Collected data:
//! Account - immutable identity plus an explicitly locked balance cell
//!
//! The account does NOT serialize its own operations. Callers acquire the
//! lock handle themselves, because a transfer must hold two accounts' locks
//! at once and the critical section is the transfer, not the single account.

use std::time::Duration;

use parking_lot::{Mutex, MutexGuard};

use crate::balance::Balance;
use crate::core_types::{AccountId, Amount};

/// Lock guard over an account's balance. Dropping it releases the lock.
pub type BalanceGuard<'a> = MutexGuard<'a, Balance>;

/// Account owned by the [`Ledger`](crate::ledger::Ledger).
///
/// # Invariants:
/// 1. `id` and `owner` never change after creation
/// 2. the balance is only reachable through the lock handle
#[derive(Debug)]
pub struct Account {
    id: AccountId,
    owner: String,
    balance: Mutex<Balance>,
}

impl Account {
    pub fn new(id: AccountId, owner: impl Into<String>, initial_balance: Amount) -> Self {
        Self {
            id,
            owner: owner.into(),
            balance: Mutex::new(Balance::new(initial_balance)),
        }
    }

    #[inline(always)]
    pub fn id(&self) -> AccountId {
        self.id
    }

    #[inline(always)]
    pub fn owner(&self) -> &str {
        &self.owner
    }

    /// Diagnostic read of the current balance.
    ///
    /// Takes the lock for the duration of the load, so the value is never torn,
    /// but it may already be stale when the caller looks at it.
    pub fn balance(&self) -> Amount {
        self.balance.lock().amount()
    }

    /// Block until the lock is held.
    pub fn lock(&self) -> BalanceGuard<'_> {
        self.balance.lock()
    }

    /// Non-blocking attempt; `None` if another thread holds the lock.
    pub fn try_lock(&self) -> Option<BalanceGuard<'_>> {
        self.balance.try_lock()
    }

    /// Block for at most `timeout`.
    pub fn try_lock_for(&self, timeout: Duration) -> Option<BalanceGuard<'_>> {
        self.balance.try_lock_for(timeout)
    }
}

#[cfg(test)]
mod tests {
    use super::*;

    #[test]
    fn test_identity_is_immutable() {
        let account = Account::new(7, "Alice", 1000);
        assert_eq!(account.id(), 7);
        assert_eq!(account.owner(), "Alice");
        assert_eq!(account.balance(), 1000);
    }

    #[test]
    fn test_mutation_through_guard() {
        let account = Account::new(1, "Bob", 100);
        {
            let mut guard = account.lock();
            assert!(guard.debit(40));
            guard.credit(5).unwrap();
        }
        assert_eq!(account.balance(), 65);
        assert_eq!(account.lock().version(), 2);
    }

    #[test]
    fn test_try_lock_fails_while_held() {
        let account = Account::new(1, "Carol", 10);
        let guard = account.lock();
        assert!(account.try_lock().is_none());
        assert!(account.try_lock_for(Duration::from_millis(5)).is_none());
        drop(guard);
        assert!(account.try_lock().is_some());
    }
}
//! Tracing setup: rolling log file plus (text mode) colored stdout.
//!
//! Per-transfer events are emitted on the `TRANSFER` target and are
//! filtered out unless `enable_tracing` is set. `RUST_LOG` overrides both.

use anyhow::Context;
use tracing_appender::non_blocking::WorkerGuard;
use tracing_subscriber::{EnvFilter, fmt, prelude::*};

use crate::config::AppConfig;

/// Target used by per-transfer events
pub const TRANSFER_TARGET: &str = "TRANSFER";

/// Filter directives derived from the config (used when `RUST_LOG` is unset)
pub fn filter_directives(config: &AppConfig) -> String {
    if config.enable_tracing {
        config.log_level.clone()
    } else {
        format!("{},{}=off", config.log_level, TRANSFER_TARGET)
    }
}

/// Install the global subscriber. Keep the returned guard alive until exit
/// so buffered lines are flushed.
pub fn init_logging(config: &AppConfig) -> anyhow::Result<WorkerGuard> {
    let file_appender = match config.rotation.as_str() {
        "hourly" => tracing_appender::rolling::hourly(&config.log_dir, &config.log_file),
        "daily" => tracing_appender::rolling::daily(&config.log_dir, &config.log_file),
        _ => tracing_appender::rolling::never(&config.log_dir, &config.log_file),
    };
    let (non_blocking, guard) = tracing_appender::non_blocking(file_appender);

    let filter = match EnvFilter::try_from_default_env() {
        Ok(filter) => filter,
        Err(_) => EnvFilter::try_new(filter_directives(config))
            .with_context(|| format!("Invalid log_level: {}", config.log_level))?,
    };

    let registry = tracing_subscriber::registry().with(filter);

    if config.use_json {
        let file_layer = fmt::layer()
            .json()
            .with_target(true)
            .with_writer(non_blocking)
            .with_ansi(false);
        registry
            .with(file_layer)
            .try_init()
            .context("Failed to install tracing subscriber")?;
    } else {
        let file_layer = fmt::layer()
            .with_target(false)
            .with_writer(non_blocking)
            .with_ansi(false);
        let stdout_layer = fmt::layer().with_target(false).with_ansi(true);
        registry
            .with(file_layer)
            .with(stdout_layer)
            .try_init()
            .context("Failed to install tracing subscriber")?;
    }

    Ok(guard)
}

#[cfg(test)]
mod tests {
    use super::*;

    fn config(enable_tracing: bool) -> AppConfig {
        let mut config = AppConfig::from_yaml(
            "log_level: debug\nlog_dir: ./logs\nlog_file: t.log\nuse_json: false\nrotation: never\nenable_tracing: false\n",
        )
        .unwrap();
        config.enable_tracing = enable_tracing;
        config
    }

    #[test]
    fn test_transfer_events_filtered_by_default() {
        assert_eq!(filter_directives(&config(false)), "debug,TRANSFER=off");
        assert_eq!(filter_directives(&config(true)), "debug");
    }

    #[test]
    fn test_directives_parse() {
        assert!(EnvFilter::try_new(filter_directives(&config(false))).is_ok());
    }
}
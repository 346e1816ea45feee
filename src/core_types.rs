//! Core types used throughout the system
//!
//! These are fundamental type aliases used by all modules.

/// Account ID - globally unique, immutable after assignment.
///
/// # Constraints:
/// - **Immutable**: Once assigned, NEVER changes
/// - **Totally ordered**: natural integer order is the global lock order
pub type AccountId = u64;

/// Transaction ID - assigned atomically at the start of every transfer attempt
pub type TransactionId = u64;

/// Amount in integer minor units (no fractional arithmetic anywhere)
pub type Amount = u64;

Exercise description:
From the records above, copy each line in which the string "handle" occurs.

Your response:
//! lock handle themselves, because a transfer must hold two accounts' locks
/// 2. the balance is only reachable through the lock handle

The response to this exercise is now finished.